As well as the differences between Supervised and Unsupervised ML models, we also have Generative and Discriminative models. 
* **Generative** models can generate new data. They capture the *joint probability* $P(X,Y)$. Includes the distribution of the data.
* **Discriminative** models discriminate between different kinds of data instances, i.e. Dead/Alive, Yes/No, Pass/Fail. They study the *conditional probability* $P(Y|X)$. Ignores how likely an instance is, just tells you how to label it. Discriminative methods can lead to incorrect results if somewhere down the *decision tree* there is something which pushes a True to a False, then the final conclusion will be incorrect. These errors need to be accounted for.



The **LIKELIHOOD** all comes from statistics and probability, whereas the **MODEL** comes from the regression/ML/generative models.

The other aspects of this project which I will be working on include: *optimization*, *MCMC*, *nested samples* (more information on these at a later stage).

#### Future Work
In this project, in order to learn the different techniques, I will be attempting a series of mini-projects (what they are is currently unknown) which centre around the themes discussed above. The eventual goal is to model the *Solar Activity Cycles* using ML and comparing it with the traditional techniques, (hopefully) concluding that ML is superior.

# Statistics Notes
##### Sources ~ Numerical Recipes, & Scientific Inference Lecture Notes
Note: this section may eventually end up in a seperate document to prevent this one becoming too dense, but for now I will leave it here.

## Moments of a Distribution
* **p-value test**: the p-value tells us how likely this datapoint happened by chance.

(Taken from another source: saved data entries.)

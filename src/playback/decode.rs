//! External decode process management
//!
//! Runs at most one decode process at a time, converting a local audio file
//! into raw PCM on its stdout: interleaved stereo, signed 16-bit
//! little-endian, 48 kHz. The engine copies that stream into the transport
//! sink and terminates the process with a bounded graceful-then-forced wait.

use crate::error::{Error, Result};
use std::path::Path;
use std::time::Duration;
use tokio::io::{AsyncRead, AsyncWrite, AsyncWriteExt};
use tokio::process::{Child, ChildStdout, Command};
use tokio::sync::Mutex;
use tracing::{debug, info, warn};

/// Default grace period before a lingering decode process is force-killed
pub const DEFAULT_TERMINATE_GRACE: Duration = Duration::from_secs(5);

/// Outcome of one stream-copy operation
#[derive(Debug, Clone, Copy)]
pub struct StreamOutcome {
    /// Bytes forwarded to the sink
    pub bytes: u64,
    /// True when the copy reached end-of-stream; false when it was cut
    /// short by termination or an I/O fault
    pub completed: bool,
}

/// Lifecycle manager for the external decode process.
///
/// Starting a new process always fully terminates the previous one first,
/// so two tracks' audio can never interleave on the sink.
pub struct DecodeProcessManager {
    program: String,
    grace: Duration,
    child: Mutex<Option<Child>>,
}

impl DecodeProcessManager {
    /// Create a manager driving the default `ffmpeg` binary
    pub fn new() -> Self {
        Self::with_program("ffmpeg", DEFAULT_TERMINATE_GRACE)
    }

    /// Create a manager driving a custom decode program with a custom
    /// termination grace period
    pub fn with_program(program: impl Into<String>, grace: Duration) -> Self {
        Self {
            program: program.into(),
            grace,
            child: Mutex::new(None),
        }
    }

    /// Spawn a decode process for `path`, returning its stdout stream.
    ///
    /// Any previously running process is terminated first.
    pub async fn start(&self, path: &Path) -> Result<ChildStdout> {
        self.terminate().await;

        debug!(program = %self.program, path = %path.display(), "starting decode process");

        let mut child = Command::new(&self.program)
            .arg("-hide_banner")
            .arg("-loglevel")
            .arg("panic")
            .arg("-i")
            .arg(path)
            .arg("-ac")
            .arg("2")
            .arg("-f")
            .arg("s16le")
            .arg("-ar")
            .arg("48000")
            .arg("pipe:1")
            .stdin(std::process::Stdio::null())
            .stdout(std::process::Stdio::piped())
            .kill_on_drop(true)
            .spawn()
            .map_err(|e| Error::ProcessStart(format!("{}: {}", self.program, e)))?;

        let stdout = child
            .stdout
            .take()
            .ok_or_else(|| Error::ProcessStart("decode process has no stdout".into()))?;

        *self.child.lock().await = Some(child);
        Ok(stdout)
    }

    /// Forward bytes from the decode stream to the sink until end-of-stream.
    ///
    /// An I/O fault mid-copy is playback cancellation, not an error: it is
    /// logged and the outcome reports `completed = false`. The sink is
    /// flushed either way.
    pub async fn copy<R, W>(&self, reader: &mut R, sink: &mut W) -> StreamOutcome
    where
        R: AsyncRead + Unpin + ?Sized,
        W: AsyncWrite + Unpin + ?Sized,
    {
        let outcome = match tokio::io::copy(reader, sink).await {
            Ok(bytes) => StreamOutcome {
                bytes,
                completed: true,
            },
            Err(e) => {
                info!("playback was cancelled: {}", e);
                StreamOutcome {
                    bytes: 0,
                    completed: false,
                }
            }
        };

        if let Err(e) = sink.flush().await {
            debug!("sink flush after copy failed: {}", e);
        }

        outcome
    }

    /// Terminate the decode process: wait up to the grace period for a
    /// natural exit, then force-kill.
    ///
    /// Always leaves the process handle cleared. Safe no-op when nothing is
    /// running; concurrent callers serialize on the internal lock.
    pub async fn terminate(&self) {
        let mut guard = self.child.lock().await;
        let Some(mut child) = guard.take() else {
            return;
        };

        tokio::select! {
            result = child.wait() => match result {
                Ok(status) => debug!("decode process exited: {}", status),
                Err(e) => warn!("failed to reap decode process: {}", e),
            },
            _ = tokio::time::sleep(self.grace) => {
                info!("decode process still alive after {:?}, killing", self.grace);
                if let Err(e) = child.start_kill() {
                    warn!("failed to kill decode process: {}", e);
                }
                if let Err(e) = child.wait().await {
                    warn!("failed to reap killed decode process: {}", e);
                }
            }
        }
    }

    /// Whether a decode process handle is currently held
    pub async fn is_active(&self) -> bool {
        self.child.lock().await.is_some()
    }
}

impl Default for DecodeProcessManager {
    fn default() -> Self {
        Self::new()
    }
}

We set the p-value such that is a data point falls inside the tail region we conclude that the *null hypothesis* is *false*. NB, we cannot prove the null hypothesis, only *disprove* it.

* **Model independent data analysis**: descriptive, i.e. *mean*, *variance*, etc.

* **Model dependent data analysis**: *parameter estimation*, *least-squares fits* etc.
*******************************************************************************************************************************
* **Mean**: $  \langle x \rangle \equiv \overline{x} = \frac{1}{N} \sum_{j=0}^{N-1} x_{j} = \sum_{i} x_i P(x_i) = \int x P(x) \,dx $ --> may not be very good for distributions with broad tails.

* **Median**: $\int_{-\infty}^{x_{med}} p(x)\,dx = \frac{1}{2} = \int_{x_{med}}^{\infty} p(x)\,dx$ --> value of PDF in which values smaller or larger than $x_{med}$ are equally probable.

$x_{med} = \begin{cases}
    x_{(N+1)/2}, & \text{N odd}\\
    \frac{1}{2}(x_{N/2} + x_{N/2 + 1}), & \text{N even}
  \end{cases}$

* **Mode**: Value of $x$ where $p(x)$ takes on the *greatest* value.

*******************************************************************************************************************************
* **Variance**: $ Var(x) = \frac{1}{N-1} \sum_{j=0}^{N-1} \left( x_{j} - \overline{x} \right)^2 = \sum_{i} \left(x_i - \overline{x} \right)^2 P(x_i) = \int \left(x - \overline{x} \right)^2 P(x) \,dx $ --> width or variability around that value.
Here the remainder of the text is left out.